Provided records:
□ □ □

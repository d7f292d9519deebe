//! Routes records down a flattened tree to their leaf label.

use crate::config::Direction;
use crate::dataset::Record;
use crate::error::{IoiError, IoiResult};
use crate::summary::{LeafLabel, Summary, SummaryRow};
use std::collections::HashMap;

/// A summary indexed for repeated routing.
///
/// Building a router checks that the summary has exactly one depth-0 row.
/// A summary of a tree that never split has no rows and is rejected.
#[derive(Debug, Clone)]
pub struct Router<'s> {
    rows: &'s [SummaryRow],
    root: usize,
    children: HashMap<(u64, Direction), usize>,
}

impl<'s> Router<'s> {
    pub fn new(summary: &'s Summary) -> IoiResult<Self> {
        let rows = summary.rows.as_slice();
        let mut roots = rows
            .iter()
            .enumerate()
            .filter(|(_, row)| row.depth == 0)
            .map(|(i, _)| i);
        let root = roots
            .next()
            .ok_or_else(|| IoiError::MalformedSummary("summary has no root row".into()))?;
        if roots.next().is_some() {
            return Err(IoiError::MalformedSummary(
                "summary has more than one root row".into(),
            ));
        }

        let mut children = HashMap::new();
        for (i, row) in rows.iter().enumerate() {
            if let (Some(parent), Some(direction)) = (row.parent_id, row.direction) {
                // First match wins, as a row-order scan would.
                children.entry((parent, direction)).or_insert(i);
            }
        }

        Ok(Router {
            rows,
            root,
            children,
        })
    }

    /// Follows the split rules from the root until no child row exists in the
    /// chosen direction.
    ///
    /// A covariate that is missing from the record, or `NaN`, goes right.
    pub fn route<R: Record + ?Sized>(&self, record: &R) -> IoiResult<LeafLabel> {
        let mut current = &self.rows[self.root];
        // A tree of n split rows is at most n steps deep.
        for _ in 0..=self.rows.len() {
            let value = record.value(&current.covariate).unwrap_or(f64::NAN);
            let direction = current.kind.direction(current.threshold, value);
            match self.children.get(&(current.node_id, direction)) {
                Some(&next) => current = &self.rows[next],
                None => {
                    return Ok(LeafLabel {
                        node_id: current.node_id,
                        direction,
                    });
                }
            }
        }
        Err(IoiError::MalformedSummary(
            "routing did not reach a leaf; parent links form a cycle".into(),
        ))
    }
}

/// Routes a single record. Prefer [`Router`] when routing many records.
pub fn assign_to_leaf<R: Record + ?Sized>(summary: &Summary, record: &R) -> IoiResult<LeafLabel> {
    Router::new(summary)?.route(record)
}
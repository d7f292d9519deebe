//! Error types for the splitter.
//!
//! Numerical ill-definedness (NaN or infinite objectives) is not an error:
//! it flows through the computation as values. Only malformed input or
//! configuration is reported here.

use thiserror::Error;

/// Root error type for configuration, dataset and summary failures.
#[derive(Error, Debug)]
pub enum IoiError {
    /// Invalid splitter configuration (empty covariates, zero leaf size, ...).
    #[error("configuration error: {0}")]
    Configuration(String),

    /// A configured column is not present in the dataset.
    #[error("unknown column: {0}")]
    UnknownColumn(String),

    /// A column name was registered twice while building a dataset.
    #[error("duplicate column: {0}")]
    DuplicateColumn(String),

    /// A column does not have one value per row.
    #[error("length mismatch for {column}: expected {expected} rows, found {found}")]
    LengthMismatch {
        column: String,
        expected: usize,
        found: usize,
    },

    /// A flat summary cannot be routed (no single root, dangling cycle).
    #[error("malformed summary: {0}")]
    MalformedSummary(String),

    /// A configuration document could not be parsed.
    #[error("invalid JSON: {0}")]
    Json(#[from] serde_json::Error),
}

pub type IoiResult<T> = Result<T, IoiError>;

□ □ □

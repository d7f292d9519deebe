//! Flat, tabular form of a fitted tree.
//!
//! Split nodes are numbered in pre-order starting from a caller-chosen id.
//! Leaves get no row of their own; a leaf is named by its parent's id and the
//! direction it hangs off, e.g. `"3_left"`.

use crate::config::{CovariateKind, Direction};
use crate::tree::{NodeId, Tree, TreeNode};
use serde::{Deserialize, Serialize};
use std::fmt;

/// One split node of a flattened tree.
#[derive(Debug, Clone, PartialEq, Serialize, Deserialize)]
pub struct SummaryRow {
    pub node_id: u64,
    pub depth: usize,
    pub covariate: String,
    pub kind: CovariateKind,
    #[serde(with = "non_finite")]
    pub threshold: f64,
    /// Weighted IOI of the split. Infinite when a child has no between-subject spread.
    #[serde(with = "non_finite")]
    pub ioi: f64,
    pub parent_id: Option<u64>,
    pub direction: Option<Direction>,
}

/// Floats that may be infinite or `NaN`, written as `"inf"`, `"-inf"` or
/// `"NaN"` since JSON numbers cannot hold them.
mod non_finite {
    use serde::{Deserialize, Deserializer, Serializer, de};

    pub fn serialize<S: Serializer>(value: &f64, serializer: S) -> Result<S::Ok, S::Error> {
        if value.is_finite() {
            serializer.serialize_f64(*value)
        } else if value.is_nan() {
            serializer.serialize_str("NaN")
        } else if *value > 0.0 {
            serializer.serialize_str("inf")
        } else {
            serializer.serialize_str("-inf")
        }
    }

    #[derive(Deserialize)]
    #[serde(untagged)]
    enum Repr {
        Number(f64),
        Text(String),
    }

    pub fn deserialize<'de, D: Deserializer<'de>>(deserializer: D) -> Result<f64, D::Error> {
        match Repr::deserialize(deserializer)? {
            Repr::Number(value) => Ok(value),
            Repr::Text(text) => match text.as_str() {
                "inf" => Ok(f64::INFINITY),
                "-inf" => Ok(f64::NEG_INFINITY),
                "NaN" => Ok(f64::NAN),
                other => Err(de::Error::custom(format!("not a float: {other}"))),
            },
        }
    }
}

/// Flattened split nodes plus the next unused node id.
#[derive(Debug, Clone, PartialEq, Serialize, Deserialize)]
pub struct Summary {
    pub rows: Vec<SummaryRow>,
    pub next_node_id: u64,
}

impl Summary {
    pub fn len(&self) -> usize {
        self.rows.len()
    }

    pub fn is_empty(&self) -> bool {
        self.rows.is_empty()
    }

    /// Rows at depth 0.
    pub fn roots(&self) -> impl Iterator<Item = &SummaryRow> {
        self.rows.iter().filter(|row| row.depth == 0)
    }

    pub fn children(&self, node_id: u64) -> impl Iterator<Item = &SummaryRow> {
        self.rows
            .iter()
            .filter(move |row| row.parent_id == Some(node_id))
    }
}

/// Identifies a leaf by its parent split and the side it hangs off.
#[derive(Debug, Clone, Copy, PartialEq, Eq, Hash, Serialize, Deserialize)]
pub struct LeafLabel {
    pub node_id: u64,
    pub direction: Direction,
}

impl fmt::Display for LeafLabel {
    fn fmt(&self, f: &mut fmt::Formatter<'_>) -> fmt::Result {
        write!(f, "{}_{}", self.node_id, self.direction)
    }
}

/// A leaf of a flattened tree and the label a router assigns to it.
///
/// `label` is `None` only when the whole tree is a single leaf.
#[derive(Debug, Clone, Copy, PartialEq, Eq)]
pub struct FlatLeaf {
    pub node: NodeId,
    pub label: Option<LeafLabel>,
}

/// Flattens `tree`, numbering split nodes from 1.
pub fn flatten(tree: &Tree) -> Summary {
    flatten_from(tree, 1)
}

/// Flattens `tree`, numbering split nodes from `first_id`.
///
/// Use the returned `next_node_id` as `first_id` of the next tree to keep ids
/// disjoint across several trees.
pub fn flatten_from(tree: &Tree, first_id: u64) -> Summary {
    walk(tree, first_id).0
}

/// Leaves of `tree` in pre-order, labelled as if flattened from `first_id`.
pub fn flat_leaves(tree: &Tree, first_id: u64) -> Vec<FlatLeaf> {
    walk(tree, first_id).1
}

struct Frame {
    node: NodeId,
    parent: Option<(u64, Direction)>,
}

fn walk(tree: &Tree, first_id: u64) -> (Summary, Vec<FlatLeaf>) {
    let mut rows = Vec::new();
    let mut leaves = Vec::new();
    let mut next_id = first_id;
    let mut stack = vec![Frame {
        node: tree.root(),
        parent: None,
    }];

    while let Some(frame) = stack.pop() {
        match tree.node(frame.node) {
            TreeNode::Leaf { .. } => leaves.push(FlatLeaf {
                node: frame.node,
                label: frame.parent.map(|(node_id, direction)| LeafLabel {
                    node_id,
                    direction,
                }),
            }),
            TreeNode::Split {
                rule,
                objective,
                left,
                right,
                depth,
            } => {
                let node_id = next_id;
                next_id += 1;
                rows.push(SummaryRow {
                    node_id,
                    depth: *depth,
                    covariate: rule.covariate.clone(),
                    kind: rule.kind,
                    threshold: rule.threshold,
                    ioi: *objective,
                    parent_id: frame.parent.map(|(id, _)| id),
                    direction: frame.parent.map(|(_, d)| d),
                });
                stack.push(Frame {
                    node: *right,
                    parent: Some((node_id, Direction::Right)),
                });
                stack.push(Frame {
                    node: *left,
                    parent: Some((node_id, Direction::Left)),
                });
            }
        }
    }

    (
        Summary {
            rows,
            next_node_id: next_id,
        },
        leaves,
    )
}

□ □ □

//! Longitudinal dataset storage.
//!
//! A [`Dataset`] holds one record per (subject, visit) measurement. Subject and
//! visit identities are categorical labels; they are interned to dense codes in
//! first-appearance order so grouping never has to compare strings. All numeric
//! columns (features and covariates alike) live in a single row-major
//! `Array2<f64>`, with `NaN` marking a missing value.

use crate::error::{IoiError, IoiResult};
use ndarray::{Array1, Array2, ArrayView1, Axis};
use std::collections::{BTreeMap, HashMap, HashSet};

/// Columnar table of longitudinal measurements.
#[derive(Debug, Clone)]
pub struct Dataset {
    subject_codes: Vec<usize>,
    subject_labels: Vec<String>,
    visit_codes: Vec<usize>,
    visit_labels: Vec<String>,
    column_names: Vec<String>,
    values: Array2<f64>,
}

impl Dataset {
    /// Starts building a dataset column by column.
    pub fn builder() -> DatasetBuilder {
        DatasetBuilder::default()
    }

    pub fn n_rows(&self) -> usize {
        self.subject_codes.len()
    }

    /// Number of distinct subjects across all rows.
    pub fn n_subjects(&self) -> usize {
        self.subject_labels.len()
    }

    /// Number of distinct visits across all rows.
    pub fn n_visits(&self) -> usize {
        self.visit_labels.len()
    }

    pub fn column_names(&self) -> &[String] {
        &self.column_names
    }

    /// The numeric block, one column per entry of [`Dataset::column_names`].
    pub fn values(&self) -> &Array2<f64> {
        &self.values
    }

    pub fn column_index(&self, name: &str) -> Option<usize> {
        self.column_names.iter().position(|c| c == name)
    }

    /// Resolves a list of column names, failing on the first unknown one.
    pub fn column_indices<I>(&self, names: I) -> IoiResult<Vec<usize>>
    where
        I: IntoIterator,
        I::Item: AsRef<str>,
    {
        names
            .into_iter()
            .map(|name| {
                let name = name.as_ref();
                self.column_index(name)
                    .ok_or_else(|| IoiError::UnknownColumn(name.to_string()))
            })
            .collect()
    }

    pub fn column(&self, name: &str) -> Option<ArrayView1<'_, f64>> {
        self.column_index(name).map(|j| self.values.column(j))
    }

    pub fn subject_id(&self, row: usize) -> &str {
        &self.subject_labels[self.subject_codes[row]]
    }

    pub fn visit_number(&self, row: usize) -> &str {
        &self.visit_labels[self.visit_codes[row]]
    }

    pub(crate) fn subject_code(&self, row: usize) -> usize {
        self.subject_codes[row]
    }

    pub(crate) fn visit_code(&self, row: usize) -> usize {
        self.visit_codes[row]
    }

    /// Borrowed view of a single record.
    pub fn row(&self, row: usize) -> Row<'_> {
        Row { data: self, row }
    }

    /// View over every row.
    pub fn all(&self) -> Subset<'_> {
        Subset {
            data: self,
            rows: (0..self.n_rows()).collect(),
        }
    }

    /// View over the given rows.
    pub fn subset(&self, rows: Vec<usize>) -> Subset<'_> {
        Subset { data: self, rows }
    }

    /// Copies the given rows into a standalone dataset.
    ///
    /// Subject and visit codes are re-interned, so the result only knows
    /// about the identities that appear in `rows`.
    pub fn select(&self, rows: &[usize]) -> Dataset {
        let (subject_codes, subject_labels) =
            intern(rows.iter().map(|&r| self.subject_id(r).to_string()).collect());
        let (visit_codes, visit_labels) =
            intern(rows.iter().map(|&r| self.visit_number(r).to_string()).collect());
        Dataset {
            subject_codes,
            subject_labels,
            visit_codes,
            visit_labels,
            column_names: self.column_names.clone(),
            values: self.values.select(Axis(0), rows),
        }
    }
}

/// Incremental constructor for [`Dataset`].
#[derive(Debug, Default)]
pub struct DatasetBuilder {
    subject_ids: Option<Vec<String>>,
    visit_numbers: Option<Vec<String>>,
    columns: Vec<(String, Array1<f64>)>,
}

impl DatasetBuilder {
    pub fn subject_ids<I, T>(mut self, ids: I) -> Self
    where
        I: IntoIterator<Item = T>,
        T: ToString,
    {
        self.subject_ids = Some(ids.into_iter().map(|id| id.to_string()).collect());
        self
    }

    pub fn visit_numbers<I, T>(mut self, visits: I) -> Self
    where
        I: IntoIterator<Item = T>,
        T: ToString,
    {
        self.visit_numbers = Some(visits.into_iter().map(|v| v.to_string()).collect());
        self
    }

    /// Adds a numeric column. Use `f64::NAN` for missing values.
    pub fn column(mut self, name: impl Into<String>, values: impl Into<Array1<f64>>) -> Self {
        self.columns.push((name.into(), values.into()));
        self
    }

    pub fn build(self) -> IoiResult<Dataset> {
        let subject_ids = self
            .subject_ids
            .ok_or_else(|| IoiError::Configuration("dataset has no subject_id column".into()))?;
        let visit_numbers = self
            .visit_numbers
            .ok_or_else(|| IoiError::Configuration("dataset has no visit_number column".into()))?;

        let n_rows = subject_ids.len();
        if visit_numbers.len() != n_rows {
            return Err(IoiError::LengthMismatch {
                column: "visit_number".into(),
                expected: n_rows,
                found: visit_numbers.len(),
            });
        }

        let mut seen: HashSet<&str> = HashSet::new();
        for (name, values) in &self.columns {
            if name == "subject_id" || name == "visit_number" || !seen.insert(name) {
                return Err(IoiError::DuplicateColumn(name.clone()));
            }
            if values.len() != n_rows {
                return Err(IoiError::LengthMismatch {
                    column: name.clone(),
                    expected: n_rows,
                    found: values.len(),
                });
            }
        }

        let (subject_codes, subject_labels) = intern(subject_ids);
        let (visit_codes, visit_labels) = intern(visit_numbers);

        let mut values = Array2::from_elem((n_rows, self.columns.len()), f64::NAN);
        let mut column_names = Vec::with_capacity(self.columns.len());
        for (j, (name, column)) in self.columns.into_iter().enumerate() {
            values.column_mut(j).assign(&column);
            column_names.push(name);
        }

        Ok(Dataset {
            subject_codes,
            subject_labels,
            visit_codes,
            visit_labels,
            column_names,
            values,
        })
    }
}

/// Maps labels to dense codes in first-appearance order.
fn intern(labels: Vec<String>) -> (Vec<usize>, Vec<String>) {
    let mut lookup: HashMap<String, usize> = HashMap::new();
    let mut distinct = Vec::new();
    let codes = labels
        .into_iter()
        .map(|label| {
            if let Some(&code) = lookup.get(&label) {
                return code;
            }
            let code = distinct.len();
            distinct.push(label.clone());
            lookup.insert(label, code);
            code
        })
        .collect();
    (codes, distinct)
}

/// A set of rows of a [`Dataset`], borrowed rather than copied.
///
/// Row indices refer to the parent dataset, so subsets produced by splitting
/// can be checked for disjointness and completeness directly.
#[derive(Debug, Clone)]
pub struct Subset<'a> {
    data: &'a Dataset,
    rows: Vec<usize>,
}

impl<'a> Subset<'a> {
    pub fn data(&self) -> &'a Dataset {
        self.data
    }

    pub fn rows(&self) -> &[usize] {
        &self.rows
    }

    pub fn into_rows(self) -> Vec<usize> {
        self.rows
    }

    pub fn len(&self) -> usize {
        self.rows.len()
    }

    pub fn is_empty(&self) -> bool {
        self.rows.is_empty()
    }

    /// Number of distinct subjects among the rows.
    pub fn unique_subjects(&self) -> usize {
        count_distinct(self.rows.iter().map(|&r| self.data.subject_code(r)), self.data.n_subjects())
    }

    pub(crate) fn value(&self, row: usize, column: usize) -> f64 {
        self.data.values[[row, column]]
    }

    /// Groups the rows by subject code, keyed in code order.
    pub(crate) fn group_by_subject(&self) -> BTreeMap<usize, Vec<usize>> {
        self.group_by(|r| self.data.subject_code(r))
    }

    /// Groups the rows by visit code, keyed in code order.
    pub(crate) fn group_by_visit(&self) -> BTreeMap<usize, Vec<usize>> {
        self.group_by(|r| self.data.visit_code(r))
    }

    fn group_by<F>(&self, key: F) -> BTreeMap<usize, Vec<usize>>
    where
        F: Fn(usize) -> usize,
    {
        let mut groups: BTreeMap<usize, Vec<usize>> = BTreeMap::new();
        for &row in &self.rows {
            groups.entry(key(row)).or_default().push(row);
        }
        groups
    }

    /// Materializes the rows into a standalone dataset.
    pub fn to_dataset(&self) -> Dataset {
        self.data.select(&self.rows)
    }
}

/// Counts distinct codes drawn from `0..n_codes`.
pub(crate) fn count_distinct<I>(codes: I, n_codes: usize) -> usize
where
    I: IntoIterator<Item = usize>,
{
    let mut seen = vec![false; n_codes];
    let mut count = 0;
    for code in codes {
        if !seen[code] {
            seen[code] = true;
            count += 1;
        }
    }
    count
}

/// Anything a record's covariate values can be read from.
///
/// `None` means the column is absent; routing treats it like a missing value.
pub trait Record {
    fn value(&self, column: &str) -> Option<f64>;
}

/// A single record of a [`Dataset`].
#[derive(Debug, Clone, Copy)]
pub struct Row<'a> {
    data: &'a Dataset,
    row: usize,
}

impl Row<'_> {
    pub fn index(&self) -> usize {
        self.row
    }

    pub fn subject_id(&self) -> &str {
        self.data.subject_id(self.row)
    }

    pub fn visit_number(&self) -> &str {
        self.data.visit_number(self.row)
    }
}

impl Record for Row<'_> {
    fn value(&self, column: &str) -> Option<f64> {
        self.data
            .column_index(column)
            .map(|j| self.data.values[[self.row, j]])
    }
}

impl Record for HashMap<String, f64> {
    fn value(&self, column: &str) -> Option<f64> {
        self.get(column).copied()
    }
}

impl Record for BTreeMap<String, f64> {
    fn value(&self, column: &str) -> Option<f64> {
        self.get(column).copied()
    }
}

□ □ □

Task objective: Filter these records, keeping every line where the word "BTreeMap" occurs.

Response to the exercise:
use std::collections::{BTreeMap, HashMap, HashSet};
    pub(crate) fn group_by_subject(&self) -> BTreeMap<usize, Vec<usize>> {
    pub(crate) fn group_by_visit(&self) -> BTreeMap<usize, Vec<usize>> {
    fn group_by<F>(&self, key: F) -> BTreeMap<usize, Vec<usize>>
        let mut groups: BTreeMap<usize, Vec<usize>> = BTreeMap::new();
impl Record for BTreeMap<String, f64> {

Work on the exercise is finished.